The ‘Wenger Out’ brigade have resurfaced in recent weeks. You hear it in pubs, at the games, on the Internet – some people have had enough. The fact that just before Christmas the very same people were saying they had never lost faith in him, even after Old Trafford, is neither here nor there. Football is a fickle business to be in, managers understand that and although I do fully support Wenger I also reject the claims that all who doubt him don’t know what they are talking about, and that those fans are ungrateful. People give Arsenal fans a lot of stick for complaining about Wenger but I doubt you see any Spurs, Man Utd, Man City, Chelsea or Liverpool fans supporting their manager if he went as long as Wenger has without a trophy. The fact that Wenger still has so much support is testament to the respect the fans have for the manager and the gratitude for all that he has done for the club from the fans.

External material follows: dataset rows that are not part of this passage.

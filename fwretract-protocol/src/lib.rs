//! G-code command vocabulary for firmware retraction
//!
//! This crate defines the textual boundary between a G-code stream and the
//! retraction core. Lines are parsed once, here, into typed requests whose
//! fields are all optional and already numeric:
//!
//! ```text
//! SET_RETRACTION RETRACT_LENGTH=0.8 Z_HOP_STYLE=helix
//!      │
//!      ▼
//! Request::SetRetraction(SetRetraction { retract_length: Some(0.8), .. })
//! ```
//!
//! In the other direction, the core emits [`GcodeCommand`] scripts which
//! render back to plain G-code text through `Display`.

#![no_std]
#![deny(unsafe_code)]

pub mod gcode;
pub mod line;
pub mod params;

pub use gcode::{ArcDirection, ArcMove, GcodeCommand, StateSlot, VelocityLimitUpdate};
pub use line::{parse_line, LineError, Request};
pub use params::{Decimal, MoveParams, SetRetraction, StyleName, MAX_STYLE_NAME_LEN};
//! Retraction state machine
//!
//! Owns the live configuration and the retract/unretract state. Every
//! operation builds at most one command script, hands it to the printer and
//! reports an [`Outcome`].

use fwretract_protocol::{ArcMove, GcodeCommand, MoveParams, SetRetraction, StateSlot, VelocityLimitUpdate};
use heapless::Vec;

use super::outcome::{Outcome, Rejection};
use super::queue::DeferredQueue;
use super::status::{Report, Status};
use crate::config::{MachineLimits, RetractionConfig, VelocityLimits, ZHopStyle};
use crate::motion::{GeometryPlanner, Helix, HopPlan, MotionRewriter};
use crate::traits::{Position, Printer};

/// Share of the maximum velocity used for hop moves
pub const RETRACTION_MOVE_SPEED_FRACTION: f64 = 0.8;

/// Longest script a single operation emits
pub const MAX_SCRIPT_LEN: usize = 12;

/// Commands emitted by one operation
pub type Script = Vec<GcodeCommand, MAX_SCRIPT_LEN>;

/// Filament state
#[derive(Debug, Clone, Copy, PartialEq, Eq, Default)]
#[cfg_attr(feature = "defmt", derive(defmt::Format))]
pub enum Phase {
    #[default]
    Unretracted,
    Retracted,
}

/// Operations that move between phases
#[derive(Debug, Clone, Copy, PartialEq, Eq)]
#[cfg_attr(feature = "defmt", derive(defmt::Format))]
pub enum Operation {
    Retract,
    Unretract,
    Clear,
}

impl Phase {
    /// Next phase after an operation; operations invalid in this phase keep it
    pub fn transition(self, operation: Operation) -> Self {
        use Operation::*;
        use Phase::*;

        match (self, operation) {
            (Unretracted, Retract) => Retracted,
            (Retracted, Unretract) | (Retracted, Clear) => Unretracted,
            (phase, _) => phase,
        }
    }
}

/// Runtime state owned by the state machine
#[derive(Debug, Clone, Default)]
pub struct RetractionState {
    pub phase: Phase,
    /// Ramp hop armed, waiting for the next move
    pub ramp_pending: bool,
    /// Position at the last operation or dispatched move
    pub position: Position,
    /// Hop computed at the last retract
    pub hop: HopPlan,
    /// Helix computed at the last helix retract
    pub helix: Option<Helix>,
    pub deferred: DeferredQueue,
    /// Limits to restore at the end of the script being built
    pub saved_limits: Option<VelocityLimits>,
}

/// Firmware retraction with z-hop
pub struct RetractionStateMachine {
    initial: RetractionConfig,
    config: RetractionConfig,
    limits: MachineLimits,
    state: RetractionState,
    rewriter: MotionRewriter,
}

/// G-code feedrate (mm/min, whole numbers) for a speed in mm/s
fn feedrate(speed: f64) -> f64 {
    (speed * 60.0) as i64 as f64
}

/// Append to a script; scripts are bounded well below [`MAX_SCRIPT_LEN`]
fn emit(script: &mut Script, command: GcodeCommand) {
    let _ = script.push(command);
}

impl RetractionStateMachine {
    /// Create a state machine from the persisted configuration
    pub fn new(config: RetractionConfig, limits: MachineLimits) -> Self {
        let config = config.sanitized();
        Self {
            initial: config.clone(),
            config,
            limits,
            state: RetractionState::default(),
            rewriter: MotionRewriter::new(),
        }
    }

    pub fn config(&self) -> &RetractionConfig {
        &self.config
    }

    /// Configuration restored on clear
    pub fn initial_config(&self) -> &RetractionConfig {
        &self.initial
    }

    pub fn limits(&self) -> &MachineLimits {
        &self.limits
    }

    pub fn state(&self) -> &RetractionState {
        &self.state
    }

    pub fn phase(&self) -> Phase {
        self.state.phase
    }

    pub fn is_retracted(&self) -> bool {
        self.state.phase == Phase::Retracted
    }

    pub fn ramp_pending(&self) -> bool {
        self.state.ramp_pending
    }

    /// Check if moves are currently routed through the rewriter
    pub fn rewriter_engaged(&self) -> bool {
        self.is_retracted() && self.rewriter.is_installed()
    }

    fn hop_feedrate(&self) -> f64 {
        feedrate(RETRACTION_MOVE_SPEED_FRACTION * self.limits.max_velocity)
    }

    fn max_velocity_update(&self) -> VelocityLimitUpdate {
        VelocityLimitUpdate {
            velocity: Some(self.limits.max_velocity),
            square_corner_velocity: Some(self.limits.square_corner_velocity),
            ..Default::default()
        }
    }

    /// G10: retract the filament and lift the nozzle
    pub fn retract<P: Printer + ?Sized>(&mut self, printer: &mut P) -> Outcome {
        if self.is_retracted() {
            return Outcome::Ignored(Rejection::AlreadyRetracted);
        }
        if !printer.homed_axes().is_all() {
            return Outcome::Ignored(Rejection::NotHomed);
        }
        if !printer.can_extrude() {
            return Outcome::Ignored(Rejection::ExtruderCold);
        }
        if !self.config.retraction_enabled() {
            return Outcome::Ignored(Rejection::RetractionDisabled);
        }

        let position = printer.gcode_position();
        self.state.position = position;
        self.state.saved_limits = Some(printer.velocity_limits());

        let mut script = Script::new();
        emit(&mut script, GcodeCommand::SaveState(StateSlot::Retract));
        emit(&mut script, GcodeCommand::RelativeCoordinates);
        emit(&mut script, GcodeCommand::SetAcceleration(self.limits.max_accel));
        emit(
            &mut script,
            GcodeCommand::Linear(
                MoveParams::new()
                    .with_e(-self.config.retract_length)
                    .with_f(feedrate(self.config.retract_speed)),
            ),
        );
        emit(&mut script, GcodeCommand::AbsoluteCoordinates);

        let hop = self.config.hop_enabled();
        if hop {
            let planner = GeometryPlanner::new(printer.envelope());
            let plan = planner.retract_hop(self.config.z_hop_height, position.z);
            self.state.hop = plan;

            emit(&mut script, GcodeCommand::SetVelocityLimit(self.max_velocity_update()));

            let straight = GcodeCommand::Linear(
                MoveParams::new()
                    .with_z(plan.target_z)
                    .with_f(self.hop_feedrate()),
            );
            match self.config.z_hop_style {
                ZHopStyle::Standard => emit(&mut script, straight),
                ZHopStyle::Helix => {
                    let helix = planner.helix(
                        plan.safe_height,
                        self.config.helix_slope,
                        position.x,
                        position.y,
                    );
                    self.state.helix = Some(helix);

                    if helix.is_degenerate() {
                        emit(&mut script, straight);
                    } else {
                        emit(&mut script, GcodeCommand::SelectXyPlane);
                        emit(
                            &mut script,
                            GcodeCommand::Arc(ArcMove {
                                direction: helix.direction,
                                z: plan.target_z,
                                i: helix.i,
                                j: helix.j,
                                feedrate: self.hop_feedrate(),
                            }),
                        );
                    }
                }
                ZHopStyle::Ramp => self.state.ramp_pending = true,
            }
        }

        if let Some(saved) = self.state.saved_limits.take() {
            emit(&mut script, GcodeCommand::SetVelocityLimit(saved.restore_update()));
        }
        emit(&mut script, GcodeCommand::RestoreState(StateSlot::Retract));

        printer.run_script(&script);
        self.state.phase = self.state.phase.transition(Operation::Retract);

        if hop {
            self.rewriter.install();
        }

        #[cfg(feature = "defmt")]
        defmt::debug!("retracted, hop {}", self.state.hop.safe_height);

        Outcome::Retracted
    }

    /// G11: lower the nozzle and push the filament back
    pub fn unretract<P: Printer + ?Sized>(&mut self, printer: &mut P) -> Outcome {
        if !self.is_retracted() {
            return Outcome::Ignored(Rejection::NotRetracted);
        }
        if !printer.can_extrude() {
            self.clear();
            #[cfg(feature = "defmt")]
            defmt::warn!("extruder cold, retraction cleared without unretract");
            return Outcome::ClearedCold;
        }

        let hop = self.config.hop_enabled();
        if hop {
            self.rewriter.uninstall();
        }

        let position = printer.gcode_position();
        self.state.position = position;
        self.state.saved_limits = Some(printer.velocity_limits());

        let mut script = Script::new();
        emit(&mut script, GcodeCommand::SaveState(StateSlot::Unretract));
        emit(&mut script, GcodeCommand::RelativeCoordinates);
        emit(&mut script, GcodeCommand::SetAcceleration(self.limits.max_accel));

        if hop && !core::mem::take(&mut self.state.ramp_pending) {
            let planner = GeometryPlanner::new(printer.envelope());
            let drop = planner.unretract_hop(self.state.hop.safe_height, position.z);

            emit(&mut script, GcodeCommand::SetVelocityLimit(self.max_velocity_update()));
            emit(
                &mut script,
                GcodeCommand::Linear(MoveParams::new().with_z(-drop).with_f(self.hop_feedrate())),
            );
        }

        emit(
            &mut script,
            GcodeCommand::Linear(
                MoveParams::new()
                    .with_e(self.config.unretract_length())
                    .with_f(feedrate(self.config.unretract_speed)),
            ),
        );
        if let Some(saved) = self.state.saved_limits.take() {
            emit(&mut script, GcodeCommand::SetVelocityLimit(saved.restore_update()));
        }
        emit(&mut script, GcodeCommand::RestoreState(StateSlot::Unretract));

        printer.run_script(&script);
        self.state.phase = self.state.phase.transition(Operation::Unretract);
        self.state.ramp_pending = false;

        let queued = self.state.deferred.take();
        let mut style_reset = false;
        for request in &queued {
            if let Outcome::Applied { style_reset: true } = self.apply(request) {
                style_reset = true;
            }
        }

        Outcome::Unretracted {
            replayed: queued.len(),
            style_reset,
        }
    }

    /// Drop the retraction state without any motion
    pub fn clear(&mut self) -> Outcome {
        if !self.is_retracted() {
            return Outcome::Ignored(Rejection::NotRetracted);
        }

        self.rewriter.uninstall();
        self.state.phase = self.state.phase.transition(Operation::Clear);
        self.state.ramp_pending = false;
        self.state.deferred.clear();

        if self.config.config_params_on_clear {
            self.config = self.initial.clone();
        }

        #[cfg(feature = "defmt")]
        defmt::debug!("retraction cleared");

        Outcome::Cleared
    }

    /// SET_RETRACTION: apply now, or queue until the next unretract
    pub fn set(&mut self, request: SetRetraction) -> Outcome {
        match self.state.phase {
            Phase::Unretracted => self.apply(&request),
            Phase::Retracted => Outcome::Queued {
                position: self.state.deferred.push(request),
            },
        }
    }

    fn apply(&mut self, request: &SetRetraction) -> Outcome {
        let report = self.config.apply(request);
        if report.style_reset {
            #[cfg(feature = "defmt")]
            defmt::warn!("invalid z_hop_style, using standard");
        }
        Outcome::Applied {
            style_reset: report.style_reset,
        }
    }

    /// Run one G0/G1 move, folding in the hop while one is in flight
    ///
    /// Returns the parameters actually sent to the printer.
    pub fn dispatch_move<P: Printer + ?Sized>(
        &mut self,
        printer: &mut P,
        params: MoveParams,
    ) -> MoveParams {
        let params = if self.rewriter_engaged() {
            self.rewriter.rewrite(
                params,
                &self.state.hop,
                &mut self.state.ramp_pending,
                printer.coordinate_mode(),
            )
        } else {
            params
        };

        printer.run_script(&[GcodeCommand::Linear(params)]);
        self.state.position = printer.gcode_position();
        params
    }

    pub fn status(&self) -> Status {
        Status::new(
            &self.config,
            self.is_retracted(),
            self.state.ramp_pending,
            self.state.hop.safe_height,
        )
    }

    /// GET_RETRACTION response
    pub fn report(&self) -> Report<'_> {
        Report {
            config: &self.config,
            is_retracted: self.is_retracted(),
            ramp_pending: self.state.ramp_pending,
            queue: &self.state.deferred,
        }
    }
}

Like I said, I don’t want Wenger to leave; however there will come a point when the fans will have to accept that our slide down the table can go no further. At first it was frustrating that we were not winning the league, then it was frustrating that we were not serious contenders, last year a collapse lead us dangerously close to finishing outside the Champions League places and this year we are battling for fourth. Every few years the expectations of Arsenal fans go down, just because the decline is gradual, it doesn’t mean it is not real.
I don’t think deadlines or ultimatums are helpful, however it has got to the stage where Wenger could be approaching the most important six months of his Arsenal career. You could argue that us coming third or fourth this year doesn’t really matter, that we can simply rebuild next year if we finish outside the top four. Maybe that is true, but I think that if we finish outside the top four this year then it could be the first time that Wenger is really undoing some of the work he has done at the club. Wenger and the board also have to realise that to go without Champions League football next year will encourage a whole new section of the fans to turn against both the board and the manager.

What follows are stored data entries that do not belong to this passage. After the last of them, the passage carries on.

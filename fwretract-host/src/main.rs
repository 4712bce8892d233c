//! Stream a G-code file through firmware retraction
//!
//! Usage:
//!   fwretract -c printer.toml print.gcode              # Rewritten G-code to stdout
//!   fwretract -c printer.toml -o out.gcode print.gcode
//!   fwretract -c printer.toml --snapshot retract.bin --status print.gcode

use std::fs::File;
use std::io::{self, BufRead, BufReader, BufWriter, Write};
use std::path::PathBuf;

use anyhow::{Context, Result};
use clap::Parser;
use tracing::info;
use tracing_subscriber::{fmt, layer::SubscriberExt, util::SubscriberInitExt, EnvFilter};

use fwretract_host::config::{load_config, load_retraction, save_snapshot};
use fwretract_host::Dispatcher;

#[derive(Parser, Debug)]
#[command(name = "fwretract")]
#[command(about = "Apply firmware retraction and z-hop to a G-code stream")]
struct Args {
    /// Printer configuration (TOML)
    #[arg(short = 'c', long)]
    config: PathBuf,

    /// Persisted retraction settings, loaded before and saved after the run
    #[arg(long)]
    snapshot: Option<PathBuf>,

    /// Output file, stdout if omitted
    #[arg(short = 'o', long)]
    output: Option<PathBuf>,

    /// Print the final retraction status as TOML to stderr
    #[arg(long)]
    status: bool,

    /// G-code input, stdin if omitted
    input: Option<PathBuf>,
}

fn main() -> Result<()> {
    tracing_subscriber::registry()
        .with(EnvFilter::try_from_default_env().unwrap_or_else(|_| "fwretract=info".into()))
        .with(fmt::layer().with_writer(std::io::stderr))
        .init();

    let args = Args::parse();

    let config = load_config(&args.config)?;
    let retraction = load_retraction(&config, args.snapshot.as_deref());
    let mut dispatcher = Dispatcher::from_config(&config, retraction);

    let input: Box<dyn BufRead> = match &args.input {
        Some(path) => Box::new(BufReader::new(
            File::open(path).with_context(|| format!("opening {}", path.display()))?,
        )),
        None => Box::new(io::stdin().lock()),
    };
    let mut output: Box<dyn Write> = match &args.output {
        Some(path) => Box::new(BufWriter::new(
            File::create(path).with_context(|| format!("creating {}", path.display()))?,
        )),
        None => Box::new(BufWriter::new(io::stdout().lock())),
    };

    let mut lines = 0usize;
    for line in input.lines() {
        let line = line.context("reading G-code input")?;
        report(dispatcher.handle_line(&line));
        for out in dispatcher.printer_mut().drain_output() {
            writeln!(output, "{out}")?;
        }
        lines += 1;
    }
    report(dispatcher.finish());
    output.flush()?;

    info!(lines, retracted = dispatcher.machine().is_retracted(), "stream complete");

    if let Some(path) = &args.snapshot {
        save_snapshot(path, dispatcher.machine().config())?;
        info!(path = %path.display(), "retraction settings saved");
    }

    if args.status {
        let status = toml::to_string(&dispatcher.machine().status())
            .context("serializing retraction status")?;
        eprint!("{status}");
    }

    Ok(())
}

/// Echo command responses as G-code comments
fn report(responses: Vec<String>) {
    for response in responses {
        eprintln!("// {response}");
    }
}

This is an important point as well. With Kroenke having seen what happened at Liverpool with Hicks and Gillett, or how quick the United fans were to turn on the Glazers he will be concerned with how the he and the Arsenal board are being perceived. I don’t think an angry reaction from the fans would see Wenger sacked but I do think that it may have an influence if the board ever had to make that sort of decision. In the past, despite not winning trophies, Wenger’s job has been safe because he has continuously made money for the club whilst guaranteeing them Champions League football. If that trend starts to fade then the board will be in a position where they have to put sentiment aside and consider the Frenchman’s future.

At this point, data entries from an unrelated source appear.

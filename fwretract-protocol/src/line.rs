//! G-code line parser
//!
//! Turns one line of G-code into a typed [`Request`]. Only the commands the
//! retraction host acts on are decoded; everything else is handed back as
//! [`Request::Other`] so it can be passed through untouched.
//!
//! Two parameter forms are understood:
//! - classic axis words: `G1 X10 Y5.5 E-0.2`, spaces optional (`G1X10Y5.5`)
//! - extended key/value pairs: `SET_RETRACTION RETRACT_LENGTH=0.8`
//!
//! Comments start at `;` and run to the end of the line. A leading line
//! number (`N12`) and its trailing `*checksum` are dropped.

use core::fmt;

use crate::params::{MoveParams, SetRetraction};

/// Line parsing errors
#[derive(Debug, Clone, Copy, PartialEq, Eq)]
#[cfg_attr(feature = "defmt", derive(defmt::Format))]
pub enum LineError {
    /// Nothing but whitespace or a comment
    Empty,
    /// Parameter value is not a number
    InvalidNumber,
    /// Parameter is not in `KEY=value` form
    InvalidParameter,
}

impl fmt::Display for LineError {
    fn fmt(&self, f: &mut fmt::Formatter<'_>) -> fmt::Result {
        match self {
            LineError::Empty => f.write_str("empty line"),
            LineError::InvalidNumber => f.write_str("invalid number"),
            LineError::InvalidParameter => f.write_str("malformed parameter"),
        }
    }
}

/// A decoded G-code line
#[derive(Debug, Clone, PartialEq)]
#[cfg_attr(feature = "defmt", derive(defmt::Format))]
pub enum Request<'a> {
    /// G10 / M103
    Retract,
    /// G11 / M101
    Unretract,
    /// SET_RETRACTION
    SetRetraction(SetRetraction),
    /// GET_RETRACTION
    GetRetraction,
    /// CLEAR_RETRACTION
    ClearRetraction,
    /// G0 / G1
    Move(MoveParams),
    /// G90
    AbsoluteCoordinates,
    /// G91
    RelativeCoordinates,
    /// G28
    Home,
    /// M84 / M18
    MotorsOff,
    /// M104 / M109
    SetExtruderTemp { target: f64, wait: bool },
    /// Any other command, by name (as written)
    Other(&'a str),
}

/// Command word of a line
enum Word<'a> {
    /// Letter + number, e.g. `G1`, `M103`, with any words glued on after it
    Code(char, u16, &'a str),
    /// Extended command name, e.g. `SET_RETRACTION`
    Name(&'a str),
}

fn classify(token: &str) -> Word<'_> {
    let mut chars = token.chars();
    if let Some(letter) = chars.next().filter(char::is_ascii_alphabetic) {
        let rest = chars.as_str();
        let digits = rest
            .find(|c: char| !c.is_ascii_digit())
            .unwrap_or(rest.len());
        let (number, glued) = rest.split_at(digits);
        let glued_ok = glued.chars().next().map_or(true, |c| c.is_ascii_alphabetic());
        if glued_ok {
            if let Ok(number) = number.parse::<u16>() {
                return Word::Code(letter.to_ascii_uppercase(), number, glued);
            }
        }
    }
    Word::Name(token)
}

/// Splits classic parameters into single words, `X10Y5` into `X10`, `Y5`
struct Words<'a> {
    rest: &'a str,
}

impl<'a> Iterator for Words<'a> {
    type Item = &'a str;

    fn next(&mut self) -> Option<&'a str> {
        if self.rest.is_empty() {
            return None;
        }
        let end = self
            .rest
            .char_indices()
            .skip(1)
            .find(|(_, c)| c.is_ascii_alphabetic())
            .map_or(self.rest.len(), |(idx, _)| idx);
        let (word, rest) = self.rest.split_at(end);
        self.rest = rest;
        Some(word)
    }
}

fn words<'a>(
    glued: &'a str,
    tokens: impl Iterator<Item = &'a str>,
) -> impl Iterator<Item = &'a str> {
    core::iter::once(glued)
        .chain(tokens)
        .flat_map(|token| Words { rest: token })
}

/// Check for a leading `N<digits>` line number
fn has_line_number(code: &str) -> bool {
    let mut chars = code.trim_start().chars();
    matches!(chars.next(), Some('N' | 'n')) && chars.next().is_some_and(|c| c.is_ascii_digit())
}

/// Parse one line of G-code
pub fn parse_line(line: &str) -> Result<Request<'_>, LineError> {
    let mut code = match line.find(';') {
        Some(idx) => &line[..idx],
        None => line,
    };
    if has_line_number(code) {
        if let Some(idx) = code.find('*') {
            code = &code[..idx];
        }
    }

    let mut tokens = code.split_whitespace();
    let mut command = tokens.next().ok_or(LineError::Empty)?;
    let mut word = classify(command);
    if let Word::Code('N', _, glued) = word {
        command = if glued.is_empty() {
            tokens.next().ok_or(LineError::Empty)?
        } else {
            glued
        };
        word = classify(command);
    }

    let request = match word {
        Word::Code('G', 0 | 1, glued) => Request::Move(parse_axes(words(glued, tokens))?),
        Word::Code('G', 10, _) | Word::Code('M', 103, _) => Request::Retract,
        Word::Code('G', 11, _) | Word::Code('M', 101, _) => Request::Unretract,
        Word::Code('G', 28, _) => Request::Home,
        Word::Code('G', 90, _) => Request::AbsoluteCoordinates,
        Word::Code('G', 91, _) => Request::RelativeCoordinates,
        Word::Code('M', 18 | 84, _) => Request::MotorsOff,
        Word::Code('M', 104, glued) => Request::SetExtruderTemp {
            target: parse_axes_word(words(glued, tokens), 'S')?.unwrap_or(0.0),
            wait: false,
        },
        Word::Code('M', 109, glued) => Request::SetExtruderTemp {
            target: parse_axes_word(words(glued, tokens), 'S')?.unwrap_or(0.0),
            wait: true,
        },
        Word::Name(name) if name.eq_ignore_ascii_case("SET_RETRACTION") => {
            Request::SetRetraction(parse_set_retraction(tokens)?)
        }
        Word::Name(name) if name.eq_ignore_ascii_case("GET_RETRACTION") => Request::GetRetraction,
        Word::Name(name) if name.eq_ignore_ascii_case("CLEAR_RETRACTION") => {
            Request::ClearRetraction
        }
        _ => Request::Other(command),
    };
    Ok(request)
}

fn parse_number(text: &str) -> Result<f64, LineError> {
    text.parse::<f64>().map_err(|_| LineError::InvalidNumber)
}

/// Parse classic axis words into move parameters
///
/// Unknown letters are skipped, so vendor extensions do not break a move.
fn parse_axes<'a>(tokens: impl Iterator<Item = &'a str>) -> Result<MoveParams, LineError> {
    let mut params = MoveParams::new();
    for token in tokens {
        let mut chars = token.chars();
        let Some(letter) = chars.next() else {
            continue;
        };
        if !matches!(letter.to_ascii_uppercase(), 'X' | 'Y' | 'Z' | 'E' | 'F') {
            continue;
        }
        let value = parse_number(chars.as_str())?;
        params.set_axis(letter, value);
    }
    Ok(params)
}

/// Find a single classic word, e.g. the `S` of `M104 S210`
fn parse_axes_word<'a>(
    tokens: impl Iterator<Item = &'a str>,
    wanted: char,
) -> Result<Option<f64>, LineError> {
    let mut found = None;
    for token in tokens {
        let mut chars = token.chars();
        if chars.next().map(|c| c.to_ascii_uppercase()) == Some(wanted) {
            found = Some(parse_number(chars.as_str())?);
        }
    }
    Ok(found)
}

fn parse_set_retraction<'a>(
    tokens: impl Iterator<Item = &'a str>,
) -> Result<SetRetraction, LineError> {
    let mut req = SetRetraction::default();
    for token in tokens {
        let (key, value) = token.split_once('=').ok_or(LineError::InvalidParameter)?;
        if key.eq_ignore_ascii_case("RETRACT_LENGTH") {
            req.retract_length = Some(parse_number(value)?);
        } else if key.eq_ignore_ascii_case("RETRACT_SPEED") {
            req.retract_speed = Some(parse_number(value)?);
        } else if key.eq_ignore_ascii_case("UNRETRACT_EXTRA_LENGTH") {
            req.unretract_extra_length = Some(parse_number(value)?);
        } else if key.eq_ignore_ascii_case("UNRETRACT_SPEED") {
            req.unretract_speed = Some(parse_number(value)?);
        } else if key.eq_ignore_ascii_case("Z_HOP_HEIGHT") {
            req.z_hop_height = Some(parse_number(value)?);
        } else if key.eq_ignore_ascii_case("Z_HOP_STYLE") {
            req.set_style(value);
        }
    }
    Ok(req)
}
//! Z-hop motion
//!
//! Geometry for the hop itself and the rewriting of moves made while it is
//! in flight.

pub mod geometry;
pub mod rewriter;

pub use geometry::{GeometryPlanner, Helix, HopPlan, HELIX_MIN_RADIUS};
pub use rewriter::MotionRewriter;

Players around Europe are aware of what is happening at Arsenal. The other risk that Arsenal are running at the moment is that soon they may be unable to attract big players. This is already the case to an extent but the situation will deteriorate with Arsenal’s standing in English football. Clearly Wenger has been unlucky with injuries to key players and Barcelona consistently poaching key men from the team. The rise of Chelsea and Manchester City has also weakened his crusade. However, ultimately none of that really matters. Arsenal are where they are and there is no point blaming our position on external factors. You have to take your own mistakes in to account if you are to progress and this is exactly what Wenger needs to do over the next six months. Wenger should not leave; he is still a great manager who encourages attacking football and nurtures young players extremely well. However he is not perfect. He has obvious glaring flaws that he needs to address and as much as he has an admirable philosophy he needs to understand that the club is bigger than him, that our longevity is more important than his pride. To be fair our transfer dealings in the summer suggest that he has accepted that but more needs to be done if Arsenal are to return to where they belong. The second half of the season will be a telling half, it could be the biggest of Wenger’s career.